Data excerpts section start
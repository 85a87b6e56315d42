//! Save/Load functionality for persisting simulation state
//!
//! Two formats:
//! - terrain snapshots, a JSON array of rows of tile names, exchanged with
//!   the outer save layer
//! - full saves, bincode of the whole settlement including pending timers,
//!   so a loaded settlement resumes exactly where it stopped
//!
//! Components are serialized per building then reattached on load; grid cell
//! references are rebuilt from each building's footprint.

use hecs::World;
use serde::{Deserialize, Serialize};
use std::io::{Read, Write};

use crate::components::*;
use crate::config::{ConfigError, SimConfig};
use crate::scheduler::{Scheduler, SchedulerSnapshot};
use crate::settlement::Settlement;
use crate::systems::Census;

/// Version number for save file format (increment when format changes)
const SAVE_VERSION: u32 = 1;

/// Serializable snapshot of the simulation state
#[derive(Serialize, Deserialize)]
pub struct SaveData {
    /// Save format version
    pub version: u32,
    pub config: SimConfig,
    /// Clock and pending timers
    pub scheduler: SchedulerSnapshot,
    pub ledger: ResourceLedger,
    pub census: Census,
    pub next_building_id: u64,
    /// Terrain, row-major
    pub terrain: Vec<Vec<TileType>>,
    /// Every building with its components
    pub buildings: Vec<SerializableBuilding>,
}

/// All possible components of a building entity, serialized as optionals
#[derive(Serialize, Deserialize)]
pub struct SerializableBuilding {
    pub building: Building,
    pub house: Option<House>,
    pub training_center: Option<TrainingCenter>,
    pub warehouse: Option<Warehouse>,
    pub tower: Option<Tower>,
    pub production: Option<Production>,
    pub farm_field: Option<FarmField>,
}

/// Extract every building entity, ordered by id so saves are stable
fn serialize_buildings(world: &World) -> Vec<SerializableBuilding> {
    let mut buildings = Vec::new();

    for entity_ref in world.iter() {
        let Some(building) = entity_ref.get::<&Building>().map(|b| *b) else {
            continue;
        };
        buildings.push(SerializableBuilding {
            building,
            house: entity_ref.get::<&House>().map(|c| (*c).clone()),
            training_center: entity_ref.get::<&TrainingCenter>().map(|c| (*c).clone()),
            warehouse: entity_ref.get::<&Warehouse>().map(|c| (*c).clone()),
            tower: entity_ref.get::<&Tower>().map(|c| (*c).clone()),
            production: entity_ref.get::<&Production>().map(|c| (*c).clone()),
            farm_field: entity_ref.get::<&FarmField>().map(|c| *c),
        });
    }

    buildings.sort_by_key(|b| b.building.id);
    buildings
}

/// Spawn a building with all its components and mark its cells
fn spawn_building(settlement: &mut Settlement, sb: SerializableBuilding) {
    let world = &mut settlement.world;
    let entity = world.spawn((sb.building,));

    if let Some(c) = sb.house {
        let _ = world.insert_one(entity, c);
    }
    if let Some(c) = sb.training_center {
        let _ = world.insert_one(entity, c);
    }
    if let Some(c) = sb.warehouse {
        let _ = world.insert_one(entity, c);
    }
    if let Some(c) = sb.tower {
        let _ = world.insert_one(entity, c);
    }
    if let Some(c) = sb.production {
        let _ = world.insert_one(entity, c);
    }
    if let Some(c) = sb.farm_field {
        let _ = world.insert_one(entity, c);
    }

    let b = sb.building;
    settlement
        .grid
        .occupy(&b.footprint, entity, b.kind, b.under_construction);
}

/// Save the complete settlement to a writer
pub fn save_simulation<W: Write>(writer: W, settlement: &Settlement) -> Result<(), SaveError> {
    let save_data = SaveData {
        version: SAVE_VERSION,
        config: settlement.config.clone(),
        scheduler: settlement.scheduler.snapshot(),
        ledger: settlement.ledger.clone(),
        census: settlement.census,
        next_building_id: settlement.next_building_id(),
        terrain: settlement.grid.tile_rows(),
        buildings: serialize_buildings(&settlement.world),
    };

    bincode::serialize_into(writer, &save_data)?;
    Ok(())
}

/// Load a settlement from a reader
pub fn load_simulation<R: Read>(reader: R) -> Result<Settlement, SaveError> {
    let save_data: SaveData = bincode::deserialize_from(reader)?;

    if save_data.version != SAVE_VERSION {
        return Err(SaveError::VersionMismatch {
            expected: SAVE_VERSION,
            found: save_data.version,
        });
    }
    save_data.config.validate()?;

    let mut settlement = Settlement::new(save_data.config);
    settlement.grid.load_tile_rows(&save_data.terrain);
    settlement.ledger = save_data.ledger;
    settlement.census = save_data.census;
    settlement.scheduler = Scheduler::restore(save_data.scheduler);
    settlement.set_next_building_id(save_data.next_building_id);
    for sb in save_data.buildings {
        spawn_building(&mut settlement, sb);
    }

    log::debug!(
        "Loaded settlement at {} ms with {} buildings",
        settlement.now_ms(),
        settlement.world.len()
    );
    Ok(settlement)
}

/// Terrain as a JSON array of rows of tile names
pub fn export_terrain_json(grid: &Grid) -> Result<String, SaveError> {
    Ok(serde_json::to_string(&grid.tile_rows())?)
}

/// Overwrite terrain from a JSON snapshot. Rows or columns beyond the grid
/// are ignored; cells the snapshot does not cover keep their tile. Returns
/// the number of cells written.
pub fn import_terrain_json(grid: &mut Grid, json: &str) -> Result<usize, SaveError> {
    let rows: Vec<Vec<TileType>> = serde_json::from_str(json)?;
    Ok(grid.load_tile_rows(&rows))
}

/// Errors that can occur during save/load
#[derive(Debug)]
pub enum SaveError {
    Io(std::io::Error),
    Bincode(Box<bincode::ErrorKind>),
    Json(serde_json::Error),
    Config(ConfigError),
    VersionMismatch { expected: u32, found: u32 },
}

impl From<std::io::Error> for SaveError {
    fn from(e: std::io::Error) -> Self {
        SaveError::Io(e)
    }
}

impl From<Box<bincode::ErrorKind>> for SaveError {
    fn from(e: Box<bincode::ErrorKind>) -> Self {
        SaveError::Bincode(e)
    }
}

impl From<serde_json::Error> for SaveError {
    fn from(e: serde_json::Error) -> Self {
        SaveError::Json(e)
    }
}

impl From<ConfigError> for SaveError {
    fn from(e: ConfigError) -> Self {
        SaveError::Config(e)
    }
}

impl std::fmt::Display for SaveError {
    fn fmt(&self, f: &mut std::fmt::Formatter<'_>) -> std::fmt::Result {
        match self {
            SaveError::Io(e) => write!(f, "IO error: {}", e),
            SaveError::Bincode(e) => write!(f, "Serialization error: {}", e),
            SaveError::Json(e) => write!(f, "Terrain snapshot error: {}", e),
            SaveError::Config(e) => write!(f, "Saved config rejected: {}", e),
            SaveError::VersionMismatch { expected, found } => {
                write!(
                    f,
                    "Save version mismatch: expected {}, found {}",
                    expected, found
                )
            }
        }
    }
}

impl std::error::Error for SaveError {}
Data excerpts section end
| Assignment |
Search the data for "SchedulerSnapshot". Copy every line that has it.

| Answer to the exercise |
use crate::scheduler::{Scheduler, SchedulerSnapshot};
    pub scheduler: SchedulerSnapshot,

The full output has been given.